The stable cohomology of SL(F_p)

Persiflage 2019-08-20

Back by popular demand: an actual mathematics post!

Today’s problem is the following: compute the cohomology of $\mathrm{SL}(\mathbf{F}_p)$ for a (mod-p) algebraic representation.

Step 0 is to say what this problem actually is. It makes sense to talk about certain algebraic representations of $\mathrm{SL}_n(\mathbf{F}_p)$ as n varies (for example, the standard representation or the adjoint representation, etc.). For such representations, one can prove stability phenomena for the corresponding cohomology groups. But my question is whether one can actually compute these groups concretely.

The simplest case is the representation $\mathbf{L} = \mathbf{F}_p$ and here one has a complete answer: these cohomology groups are all zero in higher degree, a computation first done by Quillen and which is closely related to the fact that the $K_n(\mathbf{F}_p) \otimes \mathbf{F}_p = 0.$

Most of the references I have found for cohomology computations of special linear groups in their natural characteristic consider the case were p is very large compared to n, but let me remind the reader that we are exactly the opposite situation. One of the few references is a paper of Evens and Friedlander from the ’80s which computes some very special cases in order to compute $K_3(\mathbf{Z}/p^2 \mathbf{Z}).$

Note, however, that p should still be thought of as “large” compared to the partition which defines the corresponding stable local system(s).

In order to get started, let us make the following assumptions:

ANZATZ: There exists a space X with a $\mathrm{SL}(\mathbf{Z}_p)$ pro-cover such that:

1. The corresponding completed cohomology groups with $\mathbf{F}_p$ coefficients are $\mathbf{F}_p$ for i = 0 and vanish otherwise. 2. If $\mathbf{L}$ is the mod-p reduction of (an appropriately chosen) lattice in a (added non-trivial irreducible) algebraic representation of $\mathrm{SL}(\mathbf{Z}_p),$ then $H^i(X,\mathbf{L}) = 0$ for i small enough compared to the weight of $\mathbf{L}.$

Some version of this is provable in some situations and it may be generally true, but let us ignore this for now. (One explicit example is given by the locally symmetric space for $\mathbf{SL}(\mathbf{Z}[\sqrt{-2}])$ and taking the cover corresponding to a prime $\mathfrak{p}$ of norm p satisfying certain global conditions.) The point is, this anzatz allows us to start making computations. From the first assumption, one deduces by Lazard that

$H^i(X(p),\mathbf{F}_p) = \wedge^i M,$

where M is the adjoint representation. But now one has a Hochschild-Serre spectral sequence:

$H^i(\mathrm{SL}(\mathbf{F}_p), \mathbf{L} \otimes \wedge^j M) \Rightarrow 0.$

The point is now that one can now start to unwind this (even knowing nothing about the differentials) and make some conclusions, for example:

1. $H^1(\mathrm{SL}(\mathbf{F}_p),\mathbf{L}) = 0.$ 2. $H^2(\mathrm{SL}(\mathbf{F}_p),\mathbf{L}) = H^0(\mathrm{SL}(\mathbf{F}_p),\mathbf{L} \otimes M).$

In particular, the first cohomology always vanishes, and the second cohomology is non-zero only for the adjoint representation where it is one dimensional. (One can see the non-trivial class in H^2 in this case coming from the failure of the tautological representation to lift mod p^2.) Note of course I am not claiming that the first cohomology vanishes for all representations, but only the “algebraic” ones, and even then with p large enough (compared to the weight). Note also that one has to be careful about the choice of lattices, but that is somehow built into the stability — for n fixed, the dual of M is given by trace zero matrices in $M_n(\mathbf{F}_p)$ and so (from the cohomology side) “ $\mathbf{L} = M$ ” is the correct object to consider rather than its dual since the dual is not stable even in degree zero. But I think you can secretly imagine that p is big enough and the weight small enough so that you can choose n so that all these representations are actually irreducible).

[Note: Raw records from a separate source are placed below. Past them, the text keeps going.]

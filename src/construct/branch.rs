//! Runtime branching on an earlier parse result.
//!
//! [`conditional`] parses a discriminator value first, then hands the rest
//! of the invocation to the branch registered under that value.  Branches
//! keep their own state types behind [`BoxedParser`], so a `json` branch
//! and a `yaml` branch only have to agree on the completed value type.

use std::any::Any;
use std::fmt;
use std::rc::Rc;

use crate::error::{ErrorContext, ErrorHook, ErrorKind, ErrorOverrides, Failure};
use crate::fuzzy;
use crate::message::Message;
use crate::model::{BoxFuture, Mode, Priority};
use crate::parse::{end_of_input, Outcome, ParseContext, Parser};
use crate::suggest::Suggestion;
use crate::usage::{DocFragment, DocFragments, DocState, UsageTerm};

/// Type-erased parser state.
///
/// Shared by clone: accumulator states are small and cloned on every step
/// anyway, so branches pay one allocation per transition.
pub struct BoxedState(Rc<dyn Any>);

impl BoxedState {
    fn new<S: Clone + 'static>(state: S) -> Self {
        BoxedState(Rc::new(state))
    }

    fn unwrap<S: Clone + 'static>(self) -> S {
        match self.0.downcast::<S>() {
            Ok(state) => Rc::try_unwrap(state).unwrap_or_else(|shared| (*shared).clone()),
            Err(_) => unreachable!("internal error - boxed parser state type mismatch"),
        }
    }

    fn peek<S: 'static>(&self) -> &S {
        match self.0.downcast_ref::<S>() {
            Some(state) => state,
            None => unreachable!("internal error - boxed parser state type mismatch"),
        }
    }
}

impl Clone for BoxedState {
    fn clone(&self) -> Self {
        BoxedState(Rc::clone(&self.0))
    }
}

impl fmt::Debug for BoxedState {
    fn fmt(&self, f: &mut fmt::Formatter) -> fmt::Result {
        write!(f, "BoxedState(..)")
    }
}

/// Object-safe mirror of [`Parser`] over [`BoxedState`].
trait ErasedParser<V> {
    fn priority(&self) -> Priority;
    fn mode(&self) -> Mode;
    fn usage(&self) -> Vec<UsageTerm>;
    fn initial_state(&self) -> BoxedState;
    fn parse(&self, context: ParseContext<BoxedState>) -> Outcome<BoxedState>;
    fn parse_async<'f>(
        &'f self,
        context: ParseContext<BoxedState>,
    ) -> BoxFuture<'f, Outcome<BoxedState>>;
    fn complete(&self, state: BoxedState) -> Result<V, Failure>;
    fn suggest(&self, context: &ParseContext<BoxedState>, prefix: &str) -> Vec<Suggestion>;
    fn suggest_async<'f>(
        &'f self,
        context: &'f ParseContext<BoxedState>,
        prefix: &'f str,
    ) -> BoxFuture<'f, Vec<Suggestion>>;
    fn doc_fragments(
        &self,
        availability: DocState<'_, BoxedState>,
        default: Option<Message>,
    ) -> DocFragments;
}

struct Erased<P>(P);

impl<P> ErasedParser<P::Value> for Erased<P>
where
    P: Parser + 'static,
    P::State: 'static,
{
    fn priority(&self) -> Priority {
        self.0.priority()
    }

    fn mode(&self) -> Mode {
        self.0.mode()
    }

    fn usage(&self) -> Vec<UsageTerm> {
        self.0.usage()
    }

    fn initial_state(&self) -> BoxedState {
        BoxedState::new(self.0.initial_state())
    }

    fn parse(&self, context: ParseContext<BoxedState>) -> Outcome<BoxedState> {
        let (buffer, state, terminated) = context.into_parts();
        let context = ParseContext::from_parts(buffer, state.unwrap::<P::State>(), terminated);
        self.0.parse(context).map(|next| next.map_state(BoxedState::new))
    }

    fn parse_async<'f>(
        &'f self,
        context: ParseContext<BoxedState>,
    ) -> BoxFuture<'f, Outcome<BoxedState>> {
        let (buffer, state, terminated) = context.into_parts();
        let context = ParseContext::from_parts(buffer, state.unwrap::<P::State>(), terminated);
        Box::pin(async move {
            self.0
                .parse_async(context)
                .await
                .map(|next| next.map_state(BoxedState::new))
        })
    }

    fn complete(&self, state: BoxedState) -> Result<P::Value, Failure> {
        self.0.complete(state.unwrap::<P::State>())
    }

    fn suggest(&self, context: &ParseContext<BoxedState>, prefix: &str) -> Vec<Suggestion> {
        let view = context.with_state(context.state().peek::<P::State>().clone());
        self.0.suggest(&view, prefix)
    }

    fn suggest_async<'f>(
        &'f self,
        context: &'f ParseContext<BoxedState>,
        prefix: &'f str,
    ) -> BoxFuture<'f, Vec<Suggestion>> {
        let view = context.with_state(context.state().peek::<P::State>().clone());
        Box::pin(async move { self.0.suggest_async(&view, prefix).await })
    }

    fn doc_fragments(
        &self,
        availability: DocState<'_, BoxedState>,
        default: Option<Message>,
    ) -> DocFragments {
        let availability = match availability {
            DocState::Available(state) => DocState::Available(state.peek::<P::State>()),
            DocState::Unavailable => DocState::Unavailable,
        };
        self.0.doc_fragments(availability, default)
    }
}

/// A heap-allocated parser with its state type erased.
///
/// Built through [`Parser::boxed`].  Cloning shares the underlying parser.
pub struct BoxedParser<V> {
    inner: Rc<dyn ErasedParser<V>>,
}

impl<V> Clone for BoxedParser<V> {
    fn clone(&self) -> Self {
        BoxedParser {
            inner: Rc::clone(&self.inner),
        }
    }
}

impl<V: 'static> BoxedParser<V> {
    pub(crate) fn new<P>(parser: P) -> Self
    where
        P: Parser<Value = V> + 'static,
        P::State: 'static,
    {
        BoxedParser {
            inner: Rc::new(Erased(parser)),
        }
    }
}

impl<V: 'static> Parser for BoxedParser<V> {
    type State = BoxedState;
    type Value = V;

    fn priority(&self) -> Priority {
        self.inner.priority()
    }

    fn mode(&self) -> Mode {
        self.inner.mode()
    }

    fn usage(&self) -> Vec<UsageTerm> {
        self.inner.usage()
    }

    fn initial_state(&self) -> Self::State {
        self.inner.initial_state()
    }

    fn parse(&self, context: ParseContext<Self::State>) -> Outcome<Self::State> {
        self.inner.parse(context)
    }

    fn parse_async<'f>(
        &'f self,
        context: ParseContext<Self::State>,
    ) -> BoxFuture<'f, Outcome<Self::State>>
    where
        Self::State: 'f,
    {
        self.inner.parse_async(context)
    }

    fn complete(&self, state: Self::State) -> Result<Self::Value, Failure> {
        self.inner.complete(state)
    }

    fn suggest(&self, context: &ParseContext<Self::State>, prefix: &str) -> Vec<Suggestion> {
        self.inner.suggest(context, prefix)
    }

    fn suggest_async<'f>(
        &'f self,
        context: &'f ParseContext<Self::State>,
        prefix: &'f str,
    ) -> BoxFuture<'f, Vec<Suggestion>> {
        self.inner.suggest_async(context, prefix)
    }

    fn doc_fragments(
        &self,
        availability: DocState<'_, Self::State>,
        default: Option<Message>,
    ) -> DocFragments {
        self.inner.doc_fragments(availability, default)
    }
}

/// Accumulator for [`Conditional`]: discriminator progress, plus the chosen
/// branch once one resolves.
#[derive(Debug, Clone)]
pub struct ConditionalState<D, K> {
    discriminator: D,
    chosen: Option<(K, usize, BoxedState)>,
}

/// Value-directed branching; see [`conditional`].
pub struct Conditional<D: Parser, V> {
    discriminator: D,
    branches: Vec<(D::Value, BoxedParser<V>)>,
    fallback: Option<usize>,
    overrides: ErrorOverrides,
}

impl<D, V> Conditional<D, V>
where
    D: Parser,
    D::Value: Clone + PartialEq + fmt::Display,
{
    /// Register the branch to take when the discriminator produces `key`.
    ///
    /// Declaration order is also the documentation order.
    pub fn branch(mut self, key: impl Into<D::Value>, parser: BoxedParser<V>) -> Self {
        self.branches.push((key.into(), parser));
        self
    }

    /// Designate the branch taken when no discriminator token ever shows
    /// up.  With a fallback declared, branch tokens may even precede the
    /// discriminator.
    ///
    /// Panics if `key` does not name a declared branch.
    pub fn fallback(mut self, key: impl Into<D::Value>) -> Self {
        let key = key.into();
        match self.lookup(&key) {
            Some(index) => {
                self.fallback = Some(index);
                self
            }
            None => panic!("fallback key `{key}` does not name a declared branch"),
        }
    }

    /// Override the stock message for failures of `kind` raised while
    /// resolving the branch.
    pub fn error(mut self, kind: ErrorKind, hook: impl Into<ErrorHook>) -> Self {
        self.overrides.insert(kind, hook.into());
        self
    }

    fn lookup(&self, key: &D::Value) -> Option<usize> {
        self.branches
            .iter()
            .position(|(candidate, _)| candidate == key)
    }

    fn unknown_branch(&self, key: D::Value, consumed: usize) -> Failure {
        let expected: Vec<String> = self
            .branches
            .iter()
            .map(|(candidate, _)| candidate.to_string())
            .collect();
        let token = key.to_string();
        let ranked = fuzzy::rank(&token, &expected);
        let context = ErrorContext {
            token: Some(&token),
            expected: &expected,
            suggestions: &ranked,
        };
        let message = self
            .overrides
            .build(ErrorKind::InvalidDiscriminator, &context, || {
                Message::new()
                    .text("unknown branch")
                    .value(token.as_str())
                    .text(", expected one of")
                    .values(expected.clone())
            });
        Failure {
            kind: ErrorKind::InvalidDiscriminator,
            message,
            consumed,
        }
    }
}

/// Parse a discriminator value, then delegate the rest of the invocation
/// to the branch registered under it.
///
/// Once a branch resolves, the discriminator never runs again; its value
/// rides along in the completed `(key, value)` pair.  Branches erase their
/// state with [`Parser::boxed`], so they only need a common value type.
///
/// ```
/// use argot::{argument, choices, conditional, flag, parse, Parser};
///
/// let parser = conditional(argument("FORMAT", choices(["json", "yaml"])))
///     .branch("json", flag(["--pretty"]).with_default(false).boxed())
///     .branch("yaml", flag(["--canonical"]).with_default(false).boxed());
///
/// let (format, styled) = parse(&parser, ["json", "--pretty"]).unwrap();
/// assert_eq!(format, "json");
/// assert!(styled);
/// ```
pub fn conditional<D, V>(discriminator: D) -> Conditional<D, V>
where
    D: Parser,
    D::Value: Clone + PartialEq + fmt::Display,
{
    Conditional {
        discriminator,
        branches: Vec::new(),
        fallback: None,
        overrides: ErrorOverrides::default(),
    }
}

The first question is whether 1 & 2 are known results — I couldn’t find much literature on these sort of questions (they are certainly consistent with the very special cases considered by Evens and Friedlander).

The second question is what about degrees bigger than 2? For H^3 things start getting a little murkier, but it seems possible that H^3 always vanishes. Beyond that (well even before that) I am just guessing. But one might hope to even come up with a guess the the answer which is consistent with the spectral sequence above.

Added: Some of the discussions in the comments below contain some minor inaccuracies, but in back and forth conversations with Will via email he has formulated a pretty convincing conjectural answer to my questions (and also my secret unasked questions). Hopefully I will come back to this post later when these are all proved!